Dor é dor, embora cada um tenha a sua e até pense que ela é sem igual. É comum, por exemplo, alguém ao se queixar de alguma algia (sim, elas têm até um radical grego para nomeá-las), ouvir do outro coisas como, “mas igual à que eu senti, eu garanto que não é...”. É tal a mania de grandeza do ser humano que não quer ser igualado ao outro, nem em suas dores...

A sua ação não se limita a uma parte específica do corpo, embora algumas dessas engrenagens pareçam receber cotações de mais doloridas que outras.
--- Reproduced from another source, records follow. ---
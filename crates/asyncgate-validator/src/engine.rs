use serde_json::Value;
use thiserror::Error;

use asyncgate_pipeline::Violation;

use crate::coerce::coerce_value;

/// Whether scalars are coerced to their declared types before validation.
#[derive(Debug, Clone, Copy, PartialEq, Eq, Default)]
pub enum Coercion {
    /// Validate the data exactly as received.
    #[default]
    None,
    /// Convert string scalars to the declared type first.
    Scalars,
}

/// A schema the engine refused to compile.
#[derive(Debug, Clone, Error)]
#[error("invalid schema: {message}")]
pub struct SchemaError {
    pub message: String,
}

/// Compiles JSON schemas into reusable validators.
///
/// A plain value: every route compiler owns its own engine, so two
/// compilations in one process can use different settings.
#[derive(Debug, Clone)]
pub struct SchemaEngine {
    validate_formats: bool,
}

impl Default for SchemaEngine {
    fn default() -> Self {
        Self {
            validate_formats: true,
        }
    }
}

impl SchemaEngine {
    pub fn new() -> Self {
        Self::default()
    }

    /// Toggle `format` assertions (date-time, email, uuid, uri, ipv4, ipv6).
    pub fn with_format_validation(mut self, enabled: bool) -> Self {
        self.validate_formats = enabled;
        self
    }

    pub fn validates_formats(&self) -> bool {
        self.validate_formats
    }

    /// Compile `schema`. This is the only expensive step; call it once per route.
    pub fn compile(
        &self,
        schema: &Value,
        coercion: Coercion,
    ) -> Result<CompiledValidator, SchemaError> {
        let validator = jsonschema::options()
            .should_validate_formats(self.validate_formats)
            .build(schema)
            .map_err(|e| SchemaError {
                message: e.to_string(),
            })?;

        Ok(CompiledValidator {
            schema: schema.clone(),
            validator,
            coercion,
        })
    }
}

/// All violations for one piece of data. Never empty.
#[derive(Debug, Clone, PartialEq, Eq)]
pub struct ValidationErrors {
    first: Violation,
    rest: Vec<Violation>,
}

impl ValidationErrors {
    /// The violation the engine reported first.
    pub fn first(&self) -> &Violation {
        &self.first
    }

    pub fn len(&self) -> usize {
        1 + self.rest.len()
    }

    pub fn is_empty(&self) -> bool {
        false
    }

    pub fn iter(&self) -> impl Iterator<Item = &Violation> {
        std::iter::once(&self.first).chain(self.rest.iter())
    }

    pub fn into_first(self) -> Violation {
        self.first
    }
}

/// A compiled schema. Stateless, so it can serve concurrent requests.
pub struct CompiledValidator {
    schema: Value,
    validator: jsonschema::Validator,
    coercion: Coercion,
}

impl CompiledValidator {
    /// Validate `data`, returning the (possibly coerced) value on success.
    pub fn validate(&self, data: &Value) -> Result<Value, ValidationErrors> {
        let candidate = match self.coercion {
            Coercion::None => data.clone(),
            Coercion::Scalars => coerce_value(&self.schema, data),
        };

        let mut violations = self
            .validator
            .iter_errors(&candidate)
            .map(|e| Violation {
                schema_path: format!("#{}", e.schema_path),
                instance_path: e.instance_path.to_string(),
                message: e.to_string(),
            })
            .collect::<Vec<_>>()
            .into_iter();

        match violations.next() {
            None => Ok(candidate),
            Some(first) => Err(ValidationErrors {
                first,
                rest: violations.collect(),
            }),
        }
    }

    pub fn is_valid(&self, data: &Value) -> bool {
        self.validate(data).is_ok()
    }

    pub fn coercion(&self) -> Coercion {
        self.coercion
    }

    pub fn schema(&self) -> &Value {
        &self.schema
    }
}

impl std::fmt::Debug for CompiledValidator {
    fn fmt(&self, f: &mut std::fmt::Formatter<'_>) -> std::fmt::Result {
        f.debug_struct("CompiledValidator")
            .field("schema", &self.schema)
            .field("coercion", &self.coercion)
            .finish()
    }
}

#[cfg(test)]
mod tests {
    use super::*;
    use serde_json::json;

    fn compile(schema: Value, coercion: Coercion) -> CompiledValidator {
        SchemaEngine::new().compile(&schema, coercion).unwrap()
    }

    #[test]
    fn valid_data_is_returned() {
        let validator = compile(
            json!({ "type": "object", "properties": { "id": { "type": "integer" } } }),
            Coercion::None,
        );
        assert_eq!(validator.validate(&json!({ "id": 1 })), Ok(json!({ "id": 1 })));
    }

    #[test]
    fn coercion_applies_only_when_enabled() {
        let schema = json!({ "type": "object", "properties": { "id": { "type": "integer" } } });

        let strict = compile(schema.clone(), Coercion::None);
        assert!(!strict.is_valid(&json!({ "id": "6" })));

        let lenient = compile(schema, Coercion::Scalars);
        assert_eq!(lenient.validate(&json!({ "id": "6" })), Ok(json!({ "id": 6 })));
    }

    #[test]
    fn violation_carries_schema_and_instance_paths() {
        let validator = compile(
            json!({ "type": "object", "properties": { "id": { "type": "integer" } } }),
            Coercion::None,
        );
        let errors = validator.validate(&json!({ "id": "abc" })).unwrap_err();
        assert_eq!(errors.len(), 1);
        assert_eq!(errors.first().schema_path, "#/properties/id/type");
        assert_eq!(errors.first().instance_path, "/id");
        assert!(errors.first().message.contains("integer"));
    }

    #[test]
    fn every_violation_is_retrievable() {
        let validator = compile(
            json!({
                "type": "object",
                "properties": {
                    "id": { "type": "integer" },
                    "lumens": { "type": "integer", "minimum": 0 }
                },
                "required": ["sentAt"]
            }),
            Coercion::None,
        );
        let errors = validator
            .validate(&json!({ "id": "abc", "lumens": -1 }))
            .unwrap_err();
        assert_eq!(errors.len(), 3);
        assert_eq!(errors.iter().count(), 3);
    }

    #[test]
    fn formats_are_asserted_by_default() {
        let schema = json!({ "type": "string", "format": "email" });

        let validator = compile(schema.clone(), Coercion::None);
        assert!(validator.is_valid(&json!("user@example.com")));
        assert!(!validator.is_valid(&json!("not-an-email")));

        let lax = SchemaEngine::new()
            .with_format_validation(false)
            .compile(&schema, Coercion::None)
            .unwrap();
        assert!(lax.is_valid(&json!("not-an-email")));
    }

    #[test]
    fn format_validation_uuid_and_date_time() {
        let uuid = compile(json!({ "type": "string", "format": "uuid" }), Coercion::None);
        assert!(uuid.is_valid(&json!("550e8400-e29b-41d4-a716-446655440000")));
        assert!(!uuid.is_valid(&json!("not-a-uuid")));

        let date_time = compile(json!({ "type": "string", "format": "date-time" }), Coercion::None);
        assert!(date_time.is_valid(&json!("2024-01-15T10:30:00Z")));
        assert!(!date_time.is_valid(&json!("yesterday")));
    }

    #[test]
    fn invalid_schema_is_rejected() {
        let err = SchemaEngine::new()
            .compile(&json!({ "type": "not-a-type" }), Coercion::None)
            .unwrap_err();
        assert!(err.to_string().starts_with("invalid schema:"));
    }
}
Pelo menos é o que pensa o seu “proprietário” e as comparações que são feitas, seja com a dor de dente, a de coluna, a de ouvido, e por aí vai, passando por todo o esqueleto. Sem falar nas famosas dores do parto, que ficaram reservadas só para as mulheres.

Algumas delas são mais aclamadas que outras, e ganham até epiteto: “pior dor que um ser humano pode sentir”. Não é à toa que, por serem tão famosas, costumam até ganhar programas de TV, integralmente dedicados a elas. Quem não se lembra, por exemplo, de algum Globo Repórter com foco nesse tema?
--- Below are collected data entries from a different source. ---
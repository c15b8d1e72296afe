use std::collections::{BTreeMap, HashMap};

use serde_json::{json, Map, Value};

use crate::error::{ParseError, ValidationIssue};
use crate::model::{AsyncApiDocument, Channel, Message, Operation, ParameterDefinition};
use crate::schema::{annotate_schema, resolve_refs, RefError};

/// Root keys defined by the AsyncAPI 2.x document schema.
const ROOT_KEYS: &[&str] = &[
    "asyncapi",
    "id",
    "info",
    "servers",
    "defaultContentType",
    "channels",
    "components",
    "tags",
    "externalDocs",
];

/// Prefix of the vendor extensions we keep on the model.
const EXTENSION_PREFIX: &str = "x-asyncgate-";

/// Operation extension naming the controller module that implements it.
pub const CONTROLLER_EXTENSION: &str = "x-asyncgate-controller";

/// Parse an AsyncAPI document from a YAML/JSON string.
pub fn parse_spec(input: &str) -> Result<AsyncApiDocument, ParseError> {
    // JSON is valid YAML, so one parser covers both
    let root: Value = serde_yaml::from_str(input).map_err(|e| ParseError::Syntax(e.to_string()))?;
    parse_value(&root)
}

/// Parse a spec from a file path.
pub fn parse_spec_file(path: &std::path::Path) -> Result<AsyncApiDocument, ParseError> {
    let content = std::fs::read_to_string(path)?;
    let mut document = parse_spec(&content)?;
    document.filename = path
        .file_name()
        .and_then(|s| s.to_str())
        .map(|s| s.to_string());
    Ok(document)
}

/// Parse an already-deserialized document.
pub fn parse_value(root: &Value) -> Result<AsyncApiDocument, ParseError> {
    let root_obj = root
        .as_object()
        .ok_or_else(|| ParseError::Syntax("spec root must be an object".into()))?;

    let version = detect_version(root_obj)?;

    let mut issues = Vec::new();

    for key in root_obj.keys() {
        if !ROOT_KEYS.contains(&key.as_str()) && !key.starts_with("x-") {
            issues.push(ValidationIssue::new(
                "/",
                format!("unknown root property '{}'", key),
            ));
        }
    }

    let (title, api_version) = parse_info(root_obj, &mut issues);

    let default_content_type = root_obj
        .get("defaultContentType")
        .and_then(|v| v.as_str())
        .map(|s| s.to_string());

    let channels = match root_obj.get("channels") {
        Some(Value::Object(channels)) => parse_channels(channels, root, &mut issues)?,
        Some(_) => {
            issues.push(ValidationIssue::new("/channels", "must be an object"));
            Vec::new()
        }
        None => {
            issues.push(ValidationIssue::new("/", "missing required 'channels' object"));
            Vec::new()
        }
    };

    check_unique_operation_ids(&channels, &mut issues);

    if !issues.is_empty() {
        return Err(ParseError::Validation { issues });
    }

    Ok(AsyncApiDocument {
        filename: None,
        version,
        title,
        api_version,
        default_content_type,
        channels,
        extensions: extract_extensions(root_obj),
    })
}

/// Check the `asyncapi` field and return the version string.
fn detect_version(root: &Map<String, Value>) -> Result<String, ParseError> {
    match root.get("asyncapi") {
        Some(Value::String(version)) if version.starts_with("2.") => Ok(version.clone()),
        Some(Value::String(version)) => Err(ParseError::UnsupportedFormat(format!(
            "unsupported AsyncAPI version: {} (only 2.x supported)",
            version
        ))),
        Some(_) => Err(ParseError::UnsupportedFormat(
            "'asyncapi' must be a version string".into(),
        )),
        None if root.contains_key("openapi") || root.contains_key("swagger") => Err(
            ParseError::UnsupportedFormat("OpenAPI documents are not supported".into()),
        ),
        None => Err(ParseError::UnsupportedFormat(
            "missing 'asyncapi' field".into(),
        )),
    }
}

fn parse_info(root: &Map<String, Value>, issues: &mut Vec<ValidationIssue>) -> (String, String) {
    let Some(info) = root.get("info").and_then(|v| v.as_object()) else {
        issues.push(ValidationIssue::new("/", "missing required 'info' object"));
        return (String::new(), String::new());
    };

    let title = match info.get("title").and_then(|v| v.as_str()) {
        Some(title) => title.to_string(),
        None => {
            issues.push(ValidationIssue::new("/info", "missing required 'title'"));
            String::new()
        }
    };

    let version = match info.get("version").and_then(|v| v.as_str()) {
        Some(version) => version.to_string(),
        None => {
            issues.push(ValidationIssue::new("/info", "missing required 'version'"));
            String::new()
        }
    };

    (title, version)
}

/// Extract all x-asyncgate-* keys from an object.
fn extract_extensions(obj: &Map<String, Value>) -> BTreeMap<String, Value> {
    obj.iter()
        .filter(|(k, _)| k.starts_with(EXTENSION_PREFIX))
        .map(|(k, v)| (k.clone(), v.clone()))
        .collect()
}

/// Parse channels in declaration order.
fn parse_channels(
    channels: &Map<String, Value>,
    root: &Value,
    issues: &mut Vec<ValidationIssue>,
) -> Result<Vec<Channel>, ParseError> {
    let mut parsed = Vec::with_capacity(channels.len());
    // Anonymous schema ids are numbered across the whole document
    let mut schema_counter = 0;

    for (name, channel_value) in channels {
        let pointer = format!("/channels/{}", escape_pointer(name));

        let resolved = match resolve_refs(channel_value, root) {
            Ok(resolved) => resolved,
            Err(RefError::Unresolved(reference)) => {
                return Err(ParseError::UnresolvedRef(reference));
            }
            Err(RefError::Circular(reference)) => {
                issues.push(ValidationIssue::new(
                    pointer,
                    format!("circular $ref '{}'", reference),
                ));
                continue;
            }
        };

        let Some(channel_obj) = resolved.as_object() else {
            issues.push(ValidationIssue::new(pointer, "channel must be an object"));
            continue;
        };

        let parameters = parse_parameters(channel_obj, &pointer, issues);
        check_address_parameters(name, &parameters, &pointer, issues);

        let publish = parse_operation(
            channel_obj.get("publish"),
            &format!("{}/publish", pointer),
            &mut schema_counter,
            issues,
        );
        let subscribe = parse_operation(
            channel_obj.get("subscribe"),
            &format!("{}/subscribe", pointer),
            &mut schema_counter,
            issues,
        );

        parsed.push(Channel {
            name: name.clone(),
            description: channel_obj
                .get("description")
                .and_then(|v| v.as_str())
                .map(|s| s.to_string()),
            parameters,
            publish,
            subscribe,
        });
    }

    Ok(parsed)
}

/// Parse the `parameters` map of a channel.
fn parse_parameters(
    channel: &Map<String, Value>,
    pointer: &str,
    issues: &mut Vec<ValidationIssue>,
) -> Vec<ParameterDefinition> {
    let params = match channel.get("parameters") {
        None => return Vec::new(),
        Some(Value::Object(params)) => params,
        Some(_) => {
            issues.push(ValidationIssue::new(
                format!("{}/parameters", pointer),
                "must be an object",
            ));
            return Vec::new();
        }
    };

    params
        .iter()
        .filter_map(|(name, param_value)| {
            let Some(param_obj) = param_value.as_object() else {
                issues.push(ValidationIssue::new(
                    format!("{}/parameters/{}", pointer, escape_pointer(name)),
                    "parameter must be an object",
                ));
                return None;
            };

            Some(ParameterDefinition {
                name: name.clone(),
                description: param_obj
                    .get("description")
                    .and_then(|v| v.as_str())
                    .map(|s| s.to_string()),
                schema: param_obj.get("schema").cloned().unwrap_or_else(|| json!({})),
                location: param_obj
                    .get("location")
                    .and_then(|v| v.as_str())
                    .map(|s| s.to_string()),
            })
        })
        .collect()
}

/// Every `{name}` in the address must be declared, and every declared
/// parameter must be used.
fn check_address_parameters(
    name: &str,
    parameters: &[ParameterDefinition],
    pointer: &str,
    issues: &mut Vec<ValidationIssue>,
) {
    let used = address_parameters(name);

    for param in &used {
        if !parameters.iter().any(|p| &p.name == param) {
            issues.push(ValidationIssue::new(
                pointer,
                format!("channel parameter '{}' is not declared in 'parameters'", param),
            ));
        }
    }

    for param in parameters {
        if !used.contains(&param.name) {
            issues.push(ValidationIssue::new(
                format!("{}/parameters/{}", pointer, escape_pointer(&param.name)),
                format!(
                    "parameter '{}' does not appear in the channel address",
                    param.name
                ),
            ));
        }
    }
}

/// Names of the `{param}` placeholders in a channel address, in order.
fn address_parameters(address: &str) -> Vec<String> {
    let mut names = Vec::new();
    let mut rest = address;
    while let Some(start) = rest.find('{') {
        let after = &rest[start + 1..];
        let Some(end) = after.find('}') else {
            break;
        };
        names.push(after[..end].to_string());
        rest = &after[end + 1..];
    }
    names
}

/// Parse a publish/subscribe operation object.
fn parse_operation(
    value: Option<&Value>,
    pointer: &str,
    schema_counter: &mut usize,
    issues: &mut Vec<ValidationIssue>,
) -> Option<Operation> {
    let op_obj = match value? {
        Value::Object(obj) => obj,
        _ => {
            issues.push(ValidationIssue::new(pointer, "operation must be an object"));
            return None;
        }
    };

    let tags = match op_obj.get("tags") {
        None => Vec::new(),
        Some(Value::Array(tags)) => tags
            .iter()
            .filter_map(|tag| {
                let name = tag.get("name").and_then(|v| v.as_str());
                if name.is_none() {
                    issues.push(ValidationIssue::new(
                        format!("{}/tags", pointer),
                        "tag must be an object with a 'name'",
                    ));
                }
                name.map(|s| s.to_string())
            })
            .collect(),
        Some(_) => {
            issues.push(ValidationIssue::new(
                format!("{}/tags", pointer),
                "must be an array",
            ));
            Vec::new()
        }
    };

    let controller = match op_obj.get(CONTROLLER_EXTENSION) {
        None => None,
        Some(Value::String(controller)) => Some(controller.clone()),
        Some(_) => {
            issues.push(ValidationIssue::new(
                format!("{}/{}", pointer, CONTROLLER_EXTENSION),
                "must be a string",
            ));
            None
        }
    };

    let message = match op_obj.get("message") {
        None => empty_message(schema_counter),
        Some(Value::Object(msg)) if msg.contains_key("oneOf") => {
            issues.push(ValidationIssue::new(
                format!("{}/message", pointer),
                "'oneOf' messages are not supported, an operation carries exactly one message",
            ));
            empty_message(schema_counter)
        }
        Some(Value::Object(msg)) => parse_message(msg, schema_counter),
        Some(_) => {
            issues.push(ValidationIssue::new(
                format!("{}/message", pointer),
                "message must be an object",
            ));
            empty_message(schema_counter)
        }
    };

    Some(Operation {
        operation_id: op_obj
            .get("operationId")
            .and_then(|v| v.as_str())
            .map(|s| s.to_string()),
        summary: op_obj
            .get("summary")
            .and_then(|v| v.as_str())
            .map(|s| s.to_string()),
        tags,
        controller,
        message,
        extensions: extract_extensions(op_obj),
    })
}

fn parse_message(msg: &Map<String, Value>, schema_counter: &mut usize) -> Message {
    let original_payload = msg.get("payload").cloned().unwrap_or_else(|| json!({}));

    let mut payload = original_payload.clone();
    annotate_schema(&mut payload, schema_counter);

    let headers = msg.get("headers").cloned().map(|mut headers| {
        annotate_schema(&mut headers, schema_counter);
        headers
    });

    Message {
        name: msg
            .get("name")
            .and_then(|v| v.as_str())
            .map(|s| s.to_string()),
        content_type: msg
            .get("contentType")
            .and_then(|v| v.as_str())
            .map(|s| s.to_string()),
        payload,
        original_payload,
        headers,
    }
}

/// A message with a match-anything payload.
fn empty_message(schema_counter: &mut usize) -> Message {
    let mut payload = json!({});
    annotate_schema(&mut payload, schema_counter);
    Message {
        name: None,
        content_type: None,
        payload,
        original_payload: json!({}),
        headers: None,
    }
}

fn check_unique_operation_ids(channels: &[Channel], issues: &mut Vec<ValidationIssue>) {
    let mut seen: HashMap<&str, String> = HashMap::new();

    for channel in channels {
        let operations = [("publish", &channel.publish), ("subscribe", &channel.subscribe)];
        for (kind, op) in operations {
            let Some(op_id) = op.as_ref().and_then(|op| op.operation_id.as_deref()) else {
                continue;
            };
            let location = format!("/channels/{}/{}", escape_pointer(&channel.name), kind);
            if let Some(first) = seen.get(op_id) {
                issues.push(ValidationIssue::new(
                    location,
                    format!(
                        "operationId '{}' is not unique (first declared at {})",
                        op_id, first
                    ),
                ));
            } else {
                seen.insert(op_id, location);
            }
        }
    }
}

/// Escape a key for use as a JSON pointer segment (RFC 6901).
fn escape_pointer(segment: &str) -> String {
    segment.replace('~', "~0").replace('/', "~1")
}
Elas são tantas e de naturezas diversas, que até se tem, informalmente, uma gradação para essas dores. Essas comparações variam desde as que são relacionadas àquelas originadas no nervo trigêmeo, que parecem ser as mais cotadas na categoria das insuportáveis, até a que é nomeada como “não sinto uma dor num fio de cabelo”, simbolizando aquelas que seriam as de menor intensidade, ou mesmo a sua inexistência. Entre esses extremos é possível encontrar as que são referidas como “só dói quando respiro”. Ainda tem aquelas que não se resumem apenas a um determinado órgão. Começa a doer numa parte e “responde” em outro lugar do corpo. As dores de coluna são um bom exemplo desse enraizamento. E assim elas vão passando de pessoa a pessoa: uns com menos, outros com mais da conta. Mas tudo isso se trata de males físicos, coisas que um bom médico, com uma boa anamnese e uma série de exames, consegue, em breve tempo, encontrar a sua origem e, a partir daí, tratá-la adequadamente. Até a famigerada dor fantasma.
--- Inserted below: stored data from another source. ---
//! A thread-safe cache answering "have I seen this key recently?".
//!
//! Instead of tracking per-key recency, the cache keeps two generations of hash sets. The active
//! generation receives inserts; once it is full, the older generation is dropped wholesale and
//! a fresh one takes over. Keys found only in the older generation are promoted back on lookup.
//! Eviction is O(1) amortized with no ordering bookkeeping, at the cost of batch-sized recency
//! granularity.
//!
//! # Features
//!
//! - Thread-safe by default - no need for explicit synchronization
//! - Pluggable hashing through [`std::hash::BuildHasher`]
//! - No unsafe code
//!
//! # Examples
//!
//! Basic usage with string keys:
//!
//! ```rust
//! use rotating_cache::Cache;
//!
//! // Create a new cache whose generations hold 1000 keys each
//! let cache = Cache::new();
//!
//! cache.insert("hello");
//! cache.insert("world");
//!
//! assert!(cache.find("hello"));
//! assert!(!cache.find("bye"));
//! ```
//!
//! Rotation and promotion:
//!
//! ```rust
//! use rotating_cache::Cache;
//!
//! let cache = Cache::with_capacity(2);
//! cache.insert("a");
//! cache.insert("b");
//!
//! // the active generation is full, "c" starts a new one
//! cache.insert("c");
//! assert_eq!(cache.active_len(), 1);
//!
//! // "a" is still cached and gets promoted into the active generation
//! assert!(cache.find("a"));
//! assert_eq!(cache.active_len(), 2);
//! ```
//!
//! Thread-safe usage across multiple threads:
//!
//! ```rust
//! use rotating_cache::Cache;
//! use std::sync::Arc;
//! use std::thread;
//!
//! let cache = Arc::new(Cache::with_capacity(100));
//! cache.insert("key1");
//!
//! let cache_in_arc = Arc::clone(&cache);
//! let handle = thread::spawn(move || {
//!     cache_in_arc.insert("key2");
//! });
//!
//! handle.join().unwrap();
//!
//! assert!(cache.find("key1"));
//! assert!(cache.find("key2"));
//! ```

#![forbid(unsafe_code)]
pub mod cache;
pub mod error;

pub use cache::{Cache, DEFAULT_CAPACITY};
pub use cache::stats::Stats;
pub use error::ConfigError;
Mas há um tipo de dor, para a qual não há medicamento farmacêutico que consiga debelá-la: são as tais dores de amor. Essas são cantadas em prosa e em verso. O nosso cancioneiro popular, por exemplo, é cheio de músicas que tratam dessa “mazela”. Algumas até trazem explícita a palavra dor, como uma de Jota Quest que diz: “Ei dor, eu não te escuto mais, você não me leva a nada”; ou essa outra de Marisa Monte: “Se ela me deixou, a dor é minha só, não é de mais ninguém”. Já outras são tratadas pelos seus sinais mais evidentes nesse tipo de dor: o choro e as juras, assim cantados na poesia de Rosa Passos: “Jurei não mais amar outra pessoa, pra nunca mais chorar como chorei. Mas, vi que amar é coisa muito boa, e assim, mais uma vez, me apaixonei”. Até parece que, por amor, a dor vale a pena, embora, por mais que se cante e conte, ela é tão única e de quem sente, que inspirou o poeta a dizer que “a dor da gente não sai no jornal”. Saindo ou não, uma coisa é certa: “dor de amor é difícil curar”. Assim cantou o Zeca.